Top of TASK MATERIAL
//! Binary image format
//!
//! Layout, all integers little-endian and without padding between header fields:
//!
//! ```text
//! magic           u16   0x5242
//! version         u16   1
//! entry           u64   address of the first instruction to execute
//! program_size    u64   number of instruction records that follow
//! memory_size     u64   number of initial memory bytes that follow the program
//! memory_capacity u64   memory the program expects, >= memory_size
//! program         program_size * 16 bytes: opcode u32, 4 zero bytes, operand u64
//! memory          memory_size bytes
//! ```

use std::fmt;
use std::fs::File;
use std::io::{self, BufReader, BufWriter, Read, Write};
use std::path::Path;

use thiserror::Error;
use tracing::debug;

use crate::Limits;
use crate::isa::{Instruction, Word};

pub const MAGIC: u16 = 0x5242;
pub const VERSION: u16 = 1;

pub const HEADER_SIZE: usize = 36;
pub const INSTRUCTION_SIZE: usize = 16;

#[derive(Debug, Clone, Copy, PartialEq, Eq)]
pub enum Section {
    Program,
    Memory,
}

impl fmt::Display for Section {
    fn fmt(&self, f: &mut fmt::Formatter<'_>) -> fmt::Result {
        match self {
            Section::Program => f.write_str("program"),
            Section::Memory => f.write_str("memory"),
        }
    }
}

#[derive(Debug, Error)]
pub enum ImageError {
    #[error("i/o error: {0}")]
    Io(#[from] io::Error),

    #[error("image header is truncated: read {0} of {size} bytes", size = HEADER_SIZE)]
    TruncatedHeader(usize),

    #[error("not a ByteRunner image: unexpected magic {found:04X}, expected {expected:04X}", expected = MAGIC)]
    BadMagic { found: u16 },

    #[error("unsupported version {found}, expected version {expected}", expected = VERSION)]
    UnsupportedVersion { found: u16 },

    #[error(
        "program section is too large: the image contains {size} instructions but the capacity is {capacity}"
    )]
    ProgramTooLarge { size: u64, capacity: u64 },

    #[error(
        "memory section is too large: the image wants {requested} bytes but the capacity is {capacity} bytes"
    )]
    MemoryCapacityTooLarge { requested: u64, capacity: u64 },

    #[error("memory size {size} is greater than the declared memory capacity {capacity}")]
    MemorySizeExceedsCapacity { size: u64, capacity: u64 },

    #[error("{section} section is truncated: read {actual} of {expected} declared entries")]
    Truncated {
        section: Section,
        expected: u64,
        actual: u64,
    },
}

// --------------------------------------------
// Header

#[derive(Debug, Clone, Copy, PartialEq, Eq)]
pub struct Header {
    pub magic: u16,
    pub version: u16,
    pub entry: u64,
    pub program_size: u64,
    pub memory_size: u64,
    pub memory_capacity: u64,
}

impl Header {
    pub fn encode(&self) -> [u8; HEADER_SIZE] {
        let mut out = [0u8; HEADER_SIZE];
        out[0..2].copy_from_slice(&self.magic.to_le_bytes());
        out[2..4].copy_from_slice(&self.version.to_le_bytes());
        out[4..12].copy_from_slice(&self.entry.to_le_bytes());
        out[12..20].copy_from_slice(&self.program_size.to_le_bytes());
        out[20..28].copy_from_slice(&self.memory_size.to_le_bytes());
        out[28..36].copy_from_slice(&self.memory_capacity.to_le_bytes());
        out
    }

    pub fn decode(bytes: &[u8; HEADER_SIZE]) -> Self {
        let u16_at = |at: usize| u16::from_le_bytes([bytes[at], bytes[at + 1]]);
        let u64_at = |at: usize| {
            let mut word = [0u8; 8];
            word.copy_from_slice(&bytes[at..at + 8]);
            u64::from_le_bytes(word)
        };

        Self {
            magic: u16_at(0),
            version: u16_at(2),
            entry: u64_at(4),
            program_size: u64_at(12),
            memory_size: u64_at(20),
            memory_capacity: u64_at(28),
        }
    }

    /// Check the header against the machine limits.
    ///
    /// The checks run in a fixed order and the first failing one is reported.
    pub fn validate(&self, limits: &Limits) -> Result<(), ImageError> {
        if self.magic != MAGIC {
            return Err(ImageError::BadMagic { found: self.magic });
        }

        if self.version != VERSION {
            return Err(ImageError::UnsupportedVersion {
                found: self.version,
            });
        }

        if self.program_size > limits.program_capacity as u64 {
            return Err(ImageError::ProgramTooLarge {
                size: self.program_size,
                capacity: limits.program_capacity as u64,
            });
        }

        if self.memory_capacity > limits.memory_capacity as u64 {
            return Err(ImageError::MemoryCapacityTooLarge {
                requested: self.memory_capacity,
                capacity: limits.memory_capacity as u64,
            });
        }

        if self.memory_size > self.memory_capacity {
            return Err(ImageError::MemorySizeExceedsCapacity {
                size: self.memory_size,
                capacity: self.memory_capacity,
            });
        }

        Ok(())
    }
}

fn encode_instruction(inst: &Instruction) -> [u8; INSTRUCTION_SIZE] {
    let mut out = [0u8; INSTRUCTION_SIZE];
    out[0..4].copy_from_slice(&inst.code.to_le_bytes());
    out[8..16].copy_from_slice(&inst.operand.to_le_bytes());
    out
}

fn decode_instruction(bytes: &[u8]) -> Instruction {
    let mut code = [0u8; 4];
    code.copy_from_slice(&bytes[0..4]);
    let mut operand = [0u8; 8];
    operand.copy_from_slice(&bytes[8..16]);

    Instruction {
        code: u32::from_le_bytes(code),
        operand: Word::from_le_bytes(operand),
    }
}

// Like `read_exact`, but reports how far it got instead of failing on a short read.
fn read_up_to<R: Read>(reader: &mut R, buf: &mut [u8]) -> io::Result<usize> {
    let mut filled = 0;
    while filled < buf.len() {
        match reader.read(&mut buf[filled..]) {
            Ok(0) => break,
            Ok(n) => filled += n,
            Err(e) if e.kind() == io::ErrorKind::Interrupted => continue,
            Err(e) => return Err(e),
        }
    }
    Ok(filled)
}

// --------------------------------------------
// Image

/// A complete program: instructions, initial memory and where to start.
#[derive(Debug, Clone, PartialEq, Eq, Default)]
pub struct Image {
    pub entry: u64,
    pub program: Vec<Instruction>,
    pub memory: Vec<u8>,
    pub memory_capacity: u64,
}

impl Image {
    pub fn header(&self) -> Header {
        Header {
            magic: MAGIC,
            version: VERSION,
            entry: self.entry,
            program_size: self.program.len() as u64,
            memory_size: self.memory.len() as u64,
            memory_capacity: self.memory_capacity,
        }
    }

    pub fn encode(&self) -> Vec<u8> {
        let mut out = Vec::with_capacity(
            HEADER_SIZE + self.program.len() * INSTRUCTION_SIZE + self.memory.len(),
        );
        out.extend_from_slice(&self.header().encode());
        for inst in &self.program {
            out.extend_from_slice(&encode_instruction(inst));
        }
        out.extend_from_slice(&self.memory);
        out
    }

    /// Serialize into `writer`, returning the number of bytes written.
    pub fn write_to<W: Write>(&self, mut writer: W) -> io::Result<usize> {
        let bytes = self.encode();
        writer.write_all(&bytes)?;
        writer.flush()?;
        Ok(bytes.len())
    }

    pub fn save(&self, path: &Path) -> Result<usize, ImageError> {
        let file = File::create(path)?;
        let written = self.write_to(BufWriter::new(file))?;
        debug!(path = %path.display(), written, "image saved");
        Ok(written)
    }

    /// Read and validate an image.
    ///
    /// The header is validated before any section is read, so a hostile header
    /// never causes an allocation beyond `limits`.
    pub fn read_from<R: Read>(mut reader: R, limits: &Limits) -> Result<Image, ImageError> {
        let mut header = [0u8; HEADER_SIZE];
        let n = read_up_to(&mut reader, &mut header)?;
        if n < HEADER_SIZE {
            return Err(ImageError::TruncatedHeader(n));
        }

        let header = Header::decode(&header);
        header.validate(limits)?;

        let mut program_bytes = vec![0u8; header.program_size as usize * INSTRUCTION_SIZE];
        let n = read_up_to(&mut reader, &mut program_bytes)?;
        if n < program_bytes.len() {
            return Err(ImageError::Truncated {
                section: Section::Program,
                expected: header.program_size,
                actual: (n / INSTRUCTION_SIZE) as u64,
            });
        }

        let program = program_bytes
            .chunks_exact(INSTRUCTION_SIZE)
            .map(decode_instruction)
            .collect();

        let mut memory = vec![0u8; header.memory_size as usize];
        let n = read_up_to(&mut reader, &mut memory)?;
        if n < memory.len() {
            return Err(ImageError::Truncated {
                section: Section::Memory,
                expected: header.memory_size,
                actual: n as u64,
            });
        }

        Ok(Image {
            entry: header.entry,
            program,
            memory,
            memory_capacity: header.memory_capacity,
        })
    }

    pub fn decode(bytes: &[u8], limits: &Limits) -> Result<Image, ImageError> {
        Self::read_from(bytes, limits)
    }

    pub fn load(path: &Path, limits: &Limits) -> Result<Image, ImageError> {
        let file = File::open(path)?;
        let image = Self::read_from(BufReader::new(file), limits)?;
        debug!(
            path = %path.display(),
            instructions = image.program.len(),
            memory = image.memory.len(),
            "image loaded"
        );
        Ok(image)
    }
}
Bottom of TASK MATERIAL
• [WORK ORDER]: How many lines of the data contain "instructions"? Work it out and give only the number.

• [OUTPUT OF THE EXERCISE]: 3